Big changes are coming to the workplace in Portugal—but you might not be seeing them for another few years. In an interview with Best Lawyers CEO Phillip Greer, Pedro Pardal Goulão of Morais Leitão, Galvão Teles, Soares da Silva & Associados, Sociedade de Advogados discusses new legislation to address Portugal’s gender wage gap, and his firm’s 2019 “Law Firm of the Year” award for Labor and Employment Law.

Phillip Greer: Are there any trends you've witnessed within the labor and employment law sector in the past year?

Pedro Pardal Goulão: At least from my personal experience, one that has been quite interesting is the increasing numbers of startup companies in Portugal. Lisbon is seen as a very promising startup hub, and probably because of that, we have seen a significant rise in the number of these type of businesses in our country as well. We have a lot of foreign startups that are setting up here in Portugal.

We have been involved in many of those investments in Portugal through what our office calls “Project Genesis,” which is a cross-functional group where we have people from different areas of law come together and advise these companies. There's a whole new mindset, and that requires an inventive legal approach regarding their employment matters.

Typically, employment law matters are more focused on termination and payment, but for these tech companies, the mindset is totally different and more focused on the rules around hiring. They’re doing a lot of work to retain those individuals that are also coming to Portugal, and so we have to keep our mind open and search for innovative contractual solutions that we would not be working on, were it not for these new investors. So, it has been quite interesting for us and quite challenging.

Do you see labor and employment law changing in Portugal in the coming years?

In the short term, no.

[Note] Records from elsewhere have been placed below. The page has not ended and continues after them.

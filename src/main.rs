//! profile-recovery: rebuild open tabs, bookmarks and history from a Chrome profile.
//!
//! Entry point: parses the command line, loads settings, and writes the
//! recovery dashboard and bookmark export.

use std::path::PathBuf;
use std::process::ExitCode;

use clap::Parser;
use profile_recovery::app::App;
use profile_recovery::platform;
use profile_recovery::services::settings_engine::{SettingsEngine, SettingsEngineTrait};
use tracing_subscriber::EnvFilter;

#[derive(Parser, Debug)]
#[command(
    name = "profile-recovery",
    about = "Recover open tabs, bookmarks and history from a Chrome profile folder",
    version
)]
struct Cli {
    /// Profile folder to read (defaults to the browser's Default profile)
    profile_dir: Option<PathBuf>,

    /// Folder to write the outputs to (defaults to the Desktop, then home)
    #[arg(short, long)]
    output: Option<PathBuf>,

    /// Settings file to load instead of the platform default
    #[arg(long)]
    settings: Option<PathBuf>,

    /// Maximum number of history entries to read
    #[arg(long)]
    history_limit: Option<usize>,

    /// Show chrome:// and other internal pages in the dashboard
    #[arg(long)]
    include_internal_urls: bool,

    /// Write the effective settings back to the settings file
    #[arg(long)]
    save_settings: bool,

    /// Log decoding details to stderr
    #[arg(short, long)]
    verbose: bool,
}

fn main() -> ExitCode {
    let cli = Cli::parse();

    let default_level = if cli.verbose { "debug" } else { "warn" };
    tracing_subscriber::fmt()
        .with_env_filter(
            EnvFilter::try_from_default_env().unwrap_or_else(|_| EnvFilter::new(default_level)),
        )
        .with_writer(std::io::stderr)
        .init();

    let mut settings_engine = SettingsEngine::new(cli.settings);
    let mut settings = match settings_engine.load() {
        Ok(settings) => settings,
        Err(e) => {
            eprintln!("{}", e);
            return ExitCode::FAILURE;
        }
    };
    if let Some(limit) = cli.history_limit {
        settings.history_limit = limit;
    }
    settings.include_internal_urls |= cli.include_internal_urls;
    if let Err(e) = settings_engine.set_settings(settings) {
        eprintln!("{}", e);
        return ExitCode::FAILURE;
    }
    if cli.save_settings {
        if let Err(e) = settings_engine.save() {
            eprintln!("{}", e);
            return ExitCode::FAILURE;
        }
        println!("Settings: {}", settings_engine.get_config_path().display());
    }

    let profile_dir = cli.profile_dir.unwrap_or_else(platform::default_profile_dir);
    let app = match App::new(&profile_dir, settings_engine.get_settings().clone()) {
        Ok(app) => app,
        Err(e) => {
            eprintln!("{}", e);
            return ExitCode::FAILURE;
        }
    };

    let output_dir = platform::resolve_output_dir(cli.output.as_deref());
    match app.run(&output_dir) {
        Ok(report) => {
            println!("{}", report.summary());
            println!("Dashboard: {}", report.dashboard_path.display());
            if let Some(path) = &report.bookmarks_path {
                println!("Importable bookmarks: {}", path.display());
            }
            ExitCode::SUCCESS
        }
        Err(e) => {
            eprintln!("{}", e);
            ExitCode::FAILURE
        }
    }
}
//! Site optimization: pick the best nearby weather station for a wind farm.

pub mod site_search;

pub use site_search::{geodesic_distance_km, SiteSearch, DEFAULT_RADIUS_KM};
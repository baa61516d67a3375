//! Weather-station dataset
//!
//! The service and the offline trainer read the same delimited file. The
//! service keeps only complete rows as an immutable [`WeatherTable`]; the
//! trainer additionally looks at the optional `power_output` column.

pub mod dataset;

pub use dataset::{read_records, DatasetError, RecordSet, WeatherRecord, REQUIRED_COLUMNS};

use std::path::Path;
use tracing::{info, warn};

use crate::domain::WeatherStation;

/// Read-only station table, in file order.
#[derive(Debug, Clone, Default)]
pub struct WeatherTable {
    stations: Vec<WeatherStation>,
}

impl WeatherTable {
    pub fn new(stations: Vec<WeatherStation>) -> Self {
        Self { stations }
    }

    pub fn empty() -> Self {
        Self::default()
    }

    /// Load every complete row from `path`.
    pub fn load(path: &Path) -> Result<Self, DatasetError> {
        let records = read_records(path)?.records;
        let total = records.len();
        let stations: Vec<WeatherStation> =
            records.iter().filter_map(WeatherRecord::station).collect();
        info!(
            path = %path.display(),
            rows = total,
            valid_rows = stations.len(),
            "weather data loaded"
        );
        Ok(Self { stations })
    }

    /// Like [`WeatherTable::load`], but a missing or unreadable file yields an
    /// empty table so the service can still start.
    pub fn load_or_empty(path: &Path) -> Self {
        match Self::load(path) {
            Ok(table) => table,
            Err(e) => {
                warn!(path = %path.display(), error = %e, "failed to load weather data, continuing with an empty table");
                Self::empty()
            }
        }
    }

    pub fn stations(&self) -> &[WeatherStation] {
        &self.stations
    }

    pub fn iter(&self) -> impl Iterator<Item = &WeatherStation> {
        self.stations.iter()
    }

    pub fn len(&self) -> usize {
        self.stations.len()
    }

    pub fn is_empty(&self) -> bool {
        self.stations.is_empty()
    }
}

impl FromIterator<WeatherStation> for WeatherTable {
    fn from_iter<I: IntoIterator<Item = WeatherStation>>(iter: I) -> Self {
        Self::new(iter.into_iter().collect())
    }
}

#[cfg(test)]
mod tests {
    use super::*;
    use std::io::Write;

    fn write_csv(contents: &str) -> tempfile::NamedTempFile {
        let mut file = tempfile::NamedTempFile::new().unwrap();
        file.write_all(contents.as_bytes()).unwrap();
        file
    }

    #[test]
    fn test_load_drops_incomplete_rows() {
        let file = write_csv(
            "station,tavg,pres,wspd,Latitude,Longitude\n\
             A,10.5,1012.0,15.0,52.0,5.0\n\
             B,,1010.0,12.0,52.1,5.1\n\
             C,9.0,1011.0,n/a,52.2,5.2\n\
             D,8.0,1009.0,20.0,52.3,5.3\n",
        );

        let table = WeatherTable::load(file.path()).unwrap();
        assert_eq!(table.len(), 2);
        assert_eq!(table.stations()[0], WeatherStation::new(52.0, 5.0, 10.5, 1012.0, 15.0));
        assert_eq!(table.stations()[1].latitude, 52.3);
    }

    #[test]
    fn test_bad_rows_do_not_empty_the_table() {
        let file = write_csv(
            "tavg,pres,wspd,Latitude,Longitude,station\n\
             10.5,1012.0,15.0,52.0,5.0,A\n\
             9.0,1011.0,14.0,52.1\n\
             NaN,1010.0,12.0,52.2,5.2,C\n\
             8.0,1009.0,20.0,52.3,5.3,D\n",
        );

        let table = WeatherTable::load_or_empty(file.path());
        assert_eq!(table.len(), 2);
        assert!(table.iter().all(|s| s.avg_temperature.is_finite()));
        assert_eq!(table.stations()[1].latitude, 52.3);
    }

    #[test]
    fn test_missing_file_degrades_to_empty() {
        let dir = tempfile::tempdir().unwrap();
        let table = WeatherTable::load_or_empty(&dir.path().join("nope.csv"));
        assert!(table.is_empty());
    }

    #[test]
    fn test_missing_column_degrades_to_empty() {
        let file = write_csv("tavg,pres,Latitude,Longitude\n10.0,1012.0,52.0,5.0\n");
        assert!(matches!(
            WeatherTable::load(file.path()),
            Err(DatasetError::MissingColumn(ref c)) if c == "wspd"
        ));
        assert!(WeatherTable::load_or_empty(file.path()).is_empty());
    }
}
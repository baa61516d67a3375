use anyhow::Result;
use figment::{providers::{Env, Format, Toml}, Figment};
use serde::Deserialize;
use std::net::SocketAddr;
use std::path::PathBuf;

use crate::ml::TrainingConfig;

#[derive(Debug, Clone, Default, Deserialize)]
#[serde(default)]
pub struct Config {
    pub server: ServerConfig,
    pub data: DataConfig,
    pub search: SearchConfig,
    pub training: TrainingConfig,
}

#[derive(Debug, Clone, Deserialize)]
#[serde(default)]
pub struct ServerConfig {
    pub host: String,
    pub port: u16,
    pub enable_cors: bool,
    /// Browser origin allowed to call the API when CORS is enabled
    pub cors_origin: String,
    pub request_timeout_secs: u64,
}

impl Default for ServerConfig {
    fn default() -> Self {
        Self {
            host: "127.0.0.1".to_string(),
            port: 8000,
            enable_cors: true,
            cors_origin: "http://localhost:5173".to_string(),
            request_timeout_secs: 30,
        }
    }
}

impl ServerConfig {
    pub fn socket_addr(&self) -> Result<SocketAddr> {
        Ok(format!("{}:{}", self.host, self.port).parse()?)
    }
}

/// Locations of the read-only inputs shared by the service and the trainer
#[derive(Debug, Clone, Deserialize)]
#[serde(default)]
pub struct DataConfig {
    pub weather_csv: PathBuf,
    pub model_path: PathBuf,
}

impl Default for DataConfig {
    fn default() -> Self {
        Self {
            weather_csv: PathBuf::from("models/daily_weather_data.csv"),
            model_path: PathBuf::from("models/wind_model.json"),
        }
    }
}

#[derive(Debug, Clone, Deserialize)]
#[serde(default)]
pub struct SearchConfig {
    pub radius_km: f64,
}

impl Default for SearchConfig {
    fn default() -> Self {
        Self { radius_km: 50.0 }
    }
}

impl Config {
    pub fn figment() -> Figment {
        Figment::new()
            .merge(Toml::file("config/default.toml"))
            .merge(Env::prefixed("WPS__").split("__"))
    }

    pub fn load() -> Result<Self> {
        let _ = dotenvy::dotenv();
        Ok(Self::figment().extract()?)
    }
}
//! ML Model Inference
//!
//! Runs the loaded power model for the service. Inference never fails from the
//! caller's point of view: a missing model or an inference error is logged and
//! reported as [`PowerEstimate::Unavailable`].

use super::{models::MLModel, FeatureVector, LinearRegressionModel, ModelMetadata};
use crate::domain::{round_megawatts, PowerEstimate, PredictionInput};
use std::path::Path;
use std::sync::Arc;
use tracing::{debug, info, warn};

/// Process-wide power predictor; cheap to clone, immutable after construction.
#[derive(Clone)]
pub struct PowerPredictor {
    model: Option<Arc<dyn MLModel>>,
}

impl PowerPredictor {
    pub fn new(model: Arc<dyn MLModel>) -> Self {
        Self { model: Some(model) }
    }

    /// A predictor with no model; every estimate is unavailable.
    pub fn unavailable() -> Self {
        Self { model: None }
    }

    /// Load the model at `path`, falling back to [`PowerPredictor::unavailable`].
    pub fn load_or_unavailable(path: &Path) -> Self {
        match LinearRegressionModel::load(path) {
            Ok(model) => {
                info!(
                    path = %path.display(),
                    model_id = %model.metadata.model_id,
                    trained_at = %model.metadata.trained_at,
                    "wind model loaded"
                );
                Self::new(Arc::new(model))
            }
            Err(e) => {
                warn!(path = %path.display(), error = %e, "wind model not available, predictions will be 0");
                Self::unavailable()
            }
        }
    }

    pub fn is_loaded(&self) -> bool {
        self.model.is_some()
    }

    pub fn metadata(&self) -> Option<&ModelMetadata> {
        self.model.as_ref().map(|m| m.metadata())
    }

    /// Run the model once, rounding the output to two decimals.
    pub fn estimate(&self, input: &PredictionInput) -> PowerEstimate {
        let Some(model) = &self.model else {
            debug!("wind model not loaded");
            return PowerEstimate::Unavailable;
        };

        let features = FeatureVector::from_input(input);
        match model.predict(&features) {
            Ok(value) => PowerEstimate::Available(round_megawatts(value)),
            Err(e) => {
                warn!(error = %e, ?input, "model prediction failed");
                PowerEstimate::Unavailable
            }
        }
    }

    /// Predicted output in MW, or `0.0` when unavailable.
    pub fn predict(
        &self,
        temperature: f64,
        pressure: f64,
        wind_speed: f64,
        windmill_count: i64,
    ) -> f64 {
        self.estimate(&PredictionInput::new(
            temperature,
            pressure,
            wind_speed,
            windmill_count,
        ))
        .megawatts()
    }
}

impl std::fmt::Debug for PowerPredictor {
    fn fmt(&self, f: &mut std::fmt::Formatter<'_>) -> std::fmt::Result {
        f.debug_struct("PowerPredictor")
            .field("model_id", &self.metadata().map(|m| m.model_id.as_str()))
            .finish()
    }
}
//! Machine Learning Module
//!
//! Linear power model used by the prediction service:
//! - Named feature vectors built from weather conditions
//! - Ordinary least squares training (offline, see `bin/train_model.rs`)
//! - JSON persistence of the fitted model
//! - Inference with failures collapsed to [`PowerEstimate::Unavailable`]
//!
//! [`PowerEstimate::Unavailable`]: crate::domain::PowerEstimate::Unavailable

use anyhow::Result;
use serde::{Deserialize, Serialize};

use crate::domain::PredictionInput;

pub mod inference;
pub mod models;
pub mod training;

pub use inference::PowerPredictor;
pub use models::{LinearRegressionModel, MLModel};
pub use training::{ModelTrainer, TrainingConfig, TrainingDataset, TrainingReport};

/// Feature order the power model is trained and queried with
pub const FEATURE_NAMES: [&str; 4] = ["tavg", "pres", "wspd", "windmills"];

/// ML Model Metadata
#[derive(Debug, Clone, PartialEq, Serialize, Deserialize)]
pub struct ModelMetadata {
    pub model_id: String,
    pub version: String,
    pub trained_at: chrono::DateTime<chrono::Utc>,
    pub training_samples: usize,
    pub test_samples: usize,
    /// Hold-out metrics; `None` when no test split was evaluated
    pub validation_metrics: Option<ValidationMetrics>,
}

/// Validation Metrics
#[derive(Debug, Clone, Copy, PartialEq, Serialize, Deserialize)]
pub struct ValidationMetrics {
    pub mse: f64,  // Mean Squared Error
    pub rmse: f64, // Root Mean Square Error
    pub mae: f64,  // Mean Absolute Error
    pub r2: f64,   // R-squared
}

impl ValidationMetrics {
    pub fn new(mse: f64, mae: f64, r2: f64) -> Self {
        Self {
            mse,
            rmse: mse.sqrt(),
            mae,
            r2,
        }
    }
}

/// Feature Vector for ML models
#[derive(Debug, Clone, PartialEq, Serialize, Deserialize)]
pub struct FeatureVector {
    pub features: Vec<f64>,
    pub feature_names: Vec<String>,
}

impl FeatureVector {
    pub fn new(features: Vec<f64>, feature_names: Vec<String>) -> Result<Self> {
        if features.len() != feature_names.len() {
            anyhow::bail!(
                "Feature count mismatch: {} features, {} names",
                features.len(),
                feature_names.len()
            );
        }
        Ok(Self {
            features,
            feature_names,
        })
    }

    /// Single-row vector `{tavg, pres, wspd, windmills}` for the power model
    pub fn from_input(input: &PredictionInput) -> Self {
        Self {
            features: vec![
                input.temperature,
                input.pressure,
                input.wind_speed,
                input.windmill_count as f64,
            ],
            feature_names: FEATURE_NAMES.iter().map(|n| n.to_string()).collect(),
        }
    }

    pub fn len(&self) -> usize {
        self.features.len()
    }

    pub fn is_empty(&self) -> bool {
        self.features.is_empty()
    }
}
use axum::{
    http::StatusCode,
    response::{IntoResponse, Response},
    Json,
};
use serde::Serialize;
use thiserror::Error;

/// Message returned for any malformed prediction request
pub const INVALID_INPUT_MESSAGE: &str =
    "Invalid input. Please ensure all fields are correctly formatted.";

/// API error types that can be returned from handlers
#[derive(Debug, Error)]
pub enum ApiError {
    /// A required field is missing or not numeric. Carries no per-field detail.
    #[error("Invalid input. Please ensure all fields are correctly formatted.")]
    InvalidInput,

    #[error("Not found")]
    NotFound,
}

/// Error response that gets serialized to JSON
#[derive(Debug, Serialize)]
struct ErrorResponse {
    error: String,
}

impl ApiError {
    /// Get the HTTP status code for this error
    fn status_code(&self) -> StatusCode {
        match self {
            ApiError::InvalidInput => StatusCode::BAD_REQUEST,
            ApiError::NotFound => StatusCode::NOT_FOUND,
        }
    }
}

impl IntoResponse for ApiError {
    fn into_response(self) -> Response {
        tracing::debug!(error = %self, "Client error");

        let body = ErrorResponse {
            error: self.to_string(),
        };

        (self.status_code(), Json(body)).into_response()
    }
}
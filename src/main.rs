use anyhow::Result;
use axum::Router;
use tracing::{info, warn};
use wind_power_service::{api, config, service, telemetry};
use config::Config;
use telemetry::{init_tracing, LogFormat};

#[tokio::main]
async fn main() -> Result<()> {
    init_tracing(LogFormat::Json);

    let cfg = Config::load()?;
    let addr = cfg.server.socket_addr()?;

    if cfg.server.host == "0.0.0.0" {
        warn!(
            "Server binding to 0.0.0.0 - service will be accessible from network. \
            Bind to 127.0.0.1 unless behind a firewall/reverse proxy."
        );
    }

    let app_state = service::AppState::new(cfg);
    let app: Router = api::router(app_state);

    info!(%addr, "starting wind power service");

    let listener = tokio::net::TcpListener::bind(addr).await?;
    axum::serve(listener, app)
        .with_graceful_shutdown(telemetry::shutdown_signal())
        .await?;

    warn!("shutdown complete");
    Ok(())
}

Of course, we will always have trends but we are not expecting huge changes soon. We will have some announced new amendments that are going to be passed by the Portuguese parliament that are likely to be entered in the beginning or mid-year. Some of them are important, but I wouldn't say that there is going to be a "game changer" in employment law in Portugal.

In the long term, for sure. Not only because of the concerns of the new employees, but also because of technological innovation and the ways in which the employees will relate to the employer. That will bring some bigger amendments, eventually.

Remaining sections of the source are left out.